One of the most striking aspects of "Mother's Return, The" is the way in which Wordsworth uses language to create a sense of intimacy and emotional depth. The poem is full of vivid, sensory details that bring the mother and son to life on the page. For example, the speaker describes how his mother's "voice, her dress, her form, / And all the features of her face" are etched into his memory, creating a powerful sense of connection between them.

Wordsworth also uses imagery to convey the emotional landscape of the poem. For example, he describes how the mother's return is like "the first mild day of spring," suggesting a sense of renewal and rebirth.
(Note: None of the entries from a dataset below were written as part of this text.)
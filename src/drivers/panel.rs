//! Pill-to-fullscreen panel expansion.

use crate::error::RigError;
use crate::input::ScrollSignal;
use crate::options::PanelOptions;
use crate::phase::PhaseRange;
use crate::util::easing::EasingFunction;

// Pill geometry at expansion 0, straight from the original layout.
const PILL_WIDTH_PCT: f32 = 45.0;
const PILL_HEIGHT_VH: f32 = 50.0;
const PILL_LEFT_PCT: f32 = 10.0;
const PILL_RADIUS_PX: f32 = 40.0;

/// Renderable geometry and overlay state for the expanding panel.
///
/// Percent/vh units are CSS-equivalents the render surface applies
/// directly; the raw `timeline` value is what the trigger sequencer
/// consumes.
#[derive(Debug, Clone, Copy, PartialEq)]
pub struct PanelFrame {
    /// Stretched timeline value, in [0, timeline_scale].
    pub timeline: f32,
    /// Eased expansion, in [0, 1].
    pub expansion: f32,
    /// Whether the panel has snapped to exact full-screen literals.
    pub locked: bool,
    /// Panel width as a percentage of the viewport width.
    pub width_pct: f32,
    /// Panel height in viewport-height units.
    pub height_vh: f32,
    /// Left inset as a percentage of the viewport width.
    pub left_pct: f32,
    /// Corner radius in pixels.
    pub corner_radius_px: f32,
    /// Headline fade-in, in [0, 1]. Starts at timeline 0.5.
    pub headline_opacity: f32,
    /// Whether the body copy below the headline is revealed.
    pub body_revealed: bool,
    /// Card stack fade-in, in [0, 1]. Starts at timeline 0.8.
    pub card_stack_opacity: f32,
    /// Background sketch-line opacity, in [0.6, 1.0].
    pub sketch_opacity: f32,
}

/// Maps scroll offset to the panel's frame.
///
/// The panel's clamped progress is stretched by `timeline_scale` so the
/// expansion finishes at timeline 1.0 with scroll room left over for the
/// overlay reveals and the card-swap triggers. Once the eased expansion
/// crosses `lock_threshold` the geometry switches to exact full-screen
/// literals — interpolating to 99.x% leaves a visible sub-pixel seam at
/// the viewport edge.
#[derive(Debug, Clone)]
pub struct PanelDriver {
    range: PhaseRange,
    timeline_scale: f32,
    easing: EasingFunction,
    lock_threshold: f32,
}

impl PanelDriver {
    /// Build a driver from validated options.
    pub fn new(options: &PanelOptions) -> Result<Self, RigError> {
        options.validate()?;
        Ok(Self {
            range: PhaseRange::new(
                options.range.start_px,
                options.range.end_px,
            )?,
            timeline_scale: options.timeline_scale,
            easing: options.easing,
            lock_threshold: options.lock_threshold,
        })
    }

    /// Derive the panel frame for one scroll snapshot.
    #[must_use]
    pub fn evaluate(&self, signal: ScrollSignal) -> PanelFrame {
        let timeline =
            self.range.timeline(signal.offset_px, self.timeline_scale);
        let capped = timeline.min(1.0);
        let eased = self.easing.evaluate(capped);
        let locked = capped >= self.lock_threshold;

        let (width_pct, height_vh, left_pct, corner_radius_px) = if locked {
            (100.0, 100.0, 0.0, 0.0)
        } else {
            (
                PILL_WIDTH_PCT + eased * (100.0 - PILL_WIDTH_PCT),
                PILL_HEIGHT_VH + eased * (100.0 - PILL_HEIGHT_VH),
                PILL_LEFT_PCT * (1.0 - eased),
                PILL_RADIUS_PX * (1.0 - eased),
            )
        };

        PanelFrame {
            timeline,
            expansion: eased,
            locked,
            width_pct,
            height_vh,
            left_pct,
            corner_radius_px,
            headline_opacity: ((timeline - 0.5) * 5.0).clamp(0.0, 1.0),
            body_revealed: timeline > 0.6,
            card_stack_opacity: ((timeline - 0.8) * 5.0).clamp(0.0, 1.0),
            sketch_opacity: 0.6 + eased * 0.4,
        }
    }
}
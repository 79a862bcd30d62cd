//! Viewport input: event types and the scroll sampler that folds them
//! into a single latest-wins signal.

/// Platform-agnostic viewport events.
pub mod event;
/// Latest-wins scroll/resize sampling.
pub mod sampler;

pub use event::ViewportEvent;
pub use sampler::{ScrollSampler, ScrollSignal};
//! Crate-level error types.

use std::fmt;

/// Errors produced by the scrollrig crate.
///
/// Every variant is a configuration-time failure. The per-frame pipeline
/// itself is total: once a [`Rig`](crate::rig::Rig) has been constructed
/// from validated options, evaluation cannot fail.
#[derive(Debug)]
pub enum RigError {
    /// Generic I/O failure.
    Io(std::io::Error),
    /// TOML options parsing/serialization failure.
    OptionsParse(String),
    /// A phase range with a non-positive or non-finite span.
    InvalidRange {
        /// Start of the offending range, in scroll pixels.
        start_px: f32,
        /// End of the offending range, in scroll pixels.
        end_px: f32,
    },
    /// Trigger thresholds that are empty, non-ascending, or not above the
    /// rearm bound.
    InvalidThresholds(String),
    /// Any other out-of-domain option value.
    InvalidOption(String),
}

impl fmt::Display for RigError {
    fn fmt(&self, f: &mut fmt::Formatter<'_>) -> fmt::Result {
        match self {
            Self::Io(e) => write!(f, "I/O error: {e}"),
            Self::OptionsParse(msg) => {
                write!(f, "options parse error: {msg}")
            }
            Self::InvalidRange { start_px, end_px } => {
                write!(
                    f,
                    "invalid phase range: {start_px}px..{end_px}px \
                     (span must be positive and finite)"
                )
            }
            Self::InvalidThresholds(msg) => {
                write!(f, "invalid trigger thresholds: {msg}")
            }
            Self::InvalidOption(msg) => write!(f, "invalid option: {msg}"),
        }
    }
}

impl std::error::Error for RigError {
    fn source(&self) -> Option<&(dyn std::error::Error + 'static)> {
        match self {
            Self::Io(e) => Some(e),
            _ => None,
        }
    }
}

impl From<std::io::Error> for RigError {
    fn from(e: std::io::Error) -> Self {
        Self::Io(e)
    }
}
use schemars::JsonSchema;
use serde::{Deserialize, Serialize};

use crate::error::RigError;

/// Breakpoints and pose constants for the figure rig.
///
/// Defaults reproduce the hand-tuned landing-page values: the figure
/// appears 300px into the scroll, reaches full size at 1500px, and hides
/// again once the panel section has scrolled past (5.5 viewport heights).
#[derive(
    Debug, Clone, Serialize, Deserialize, PartialEq, JsonSchema,
)]
#[serde(default)]
pub struct FigureOptions {
    /// Offset at which the figure becomes visible and starts growing.
    pub appear_start_px: f32,
    /// Offset at which the figure reaches full size, centered.
    pub fully_expanded_px: f32,
    /// Hide threshold expressed in viewport heights, so it tracks resizes.
    pub disappear_viewports: f32,
    /// Scale of the fully expanded figure.
    pub base_scale: f32,
    /// Horizontal position at the start of the entrance slide.
    pub entry_x: f32,
    /// Vertical resting position, held through the whole visible range.
    pub rest_y: f32,
}

impl Default for FigureOptions {
    fn default() -> Self {
        Self {
            appear_start_px: 300.0,
            fully_expanded_px: 1500.0,
            disappear_viewports: 5.5,
            base_scale: 450.0,
            entry_x: -3.5,
            rest_y: -1.0,
        }
    }
}

impl FigureOptions {
    /// Check the expansion range and scale for out-of-domain values.
    pub fn validate(&self) -> Result<(), RigError> {
        if !self.appear_start_px.is_finite()
            || !self.fully_expanded_px.is_finite()
            || self.fully_expanded_px <= self.appear_start_px
        {
            return Err(RigError::InvalidRange {
                start_px: self.appear_start_px,
                end_px: self.fully_expanded_px,
            });
        }
        if !(self.disappear_viewports.is_finite()
            && self.disappear_viewports > 0.0)
        {
            return Err(RigError::InvalidOption(format!(
                "figure.disappear_viewports must be positive, got {}",
                self.disappear_viewports
            )));
        }
        if !(self.base_scale.is_finite() && self.base_scale > 0.0) {
            return Err(RigError::InvalidOption(format!(
                "figure.base_scale must be positive, got {}",
                self.base_scale
            )));
        }
        if !self.entry_x.is_finite() {
            return Err(RigError::InvalidOption(format!(
                "figure.entry_x must be finite, got {}",
                self.entry_x
            )));
        }
        if !self.rest_y.is_finite() {
            return Err(RigError::InvalidOption(format!(
                "figure.rest_y must be finite, got {}",
                self.rest_y
            )));
        }
        Ok(())
    }
}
This image is particularly poignant given the theme of memory in the poem, as it suggests that even the most painful experiences can be transformed into something beautiful and life-giving.

Another key aspect of the poem is the way in which Wordsworth explores the relationship between the mother and son. He describes how the mother "clasps me round the neck," creating a sense of physical closeness that is both tender and powerful. This image is a reminder of the importance of physical touch and human connection, and it highlights the way in which our relationships with others can sustain us during difficult times.

Overall, "Mother's Return, The" is a beautiful and moving poem that explores the complex emotions that arise when someone we love returns to us after a period of absence. Through vivid imagery and lyrical language, Wordsworth captures the essence of human emotion and reminds us of the power of memory and human connection. This poem is a testament to the enduring bond between a mother and her child, and it is a timeless tribute to the power of love and the resilience of the human spirit.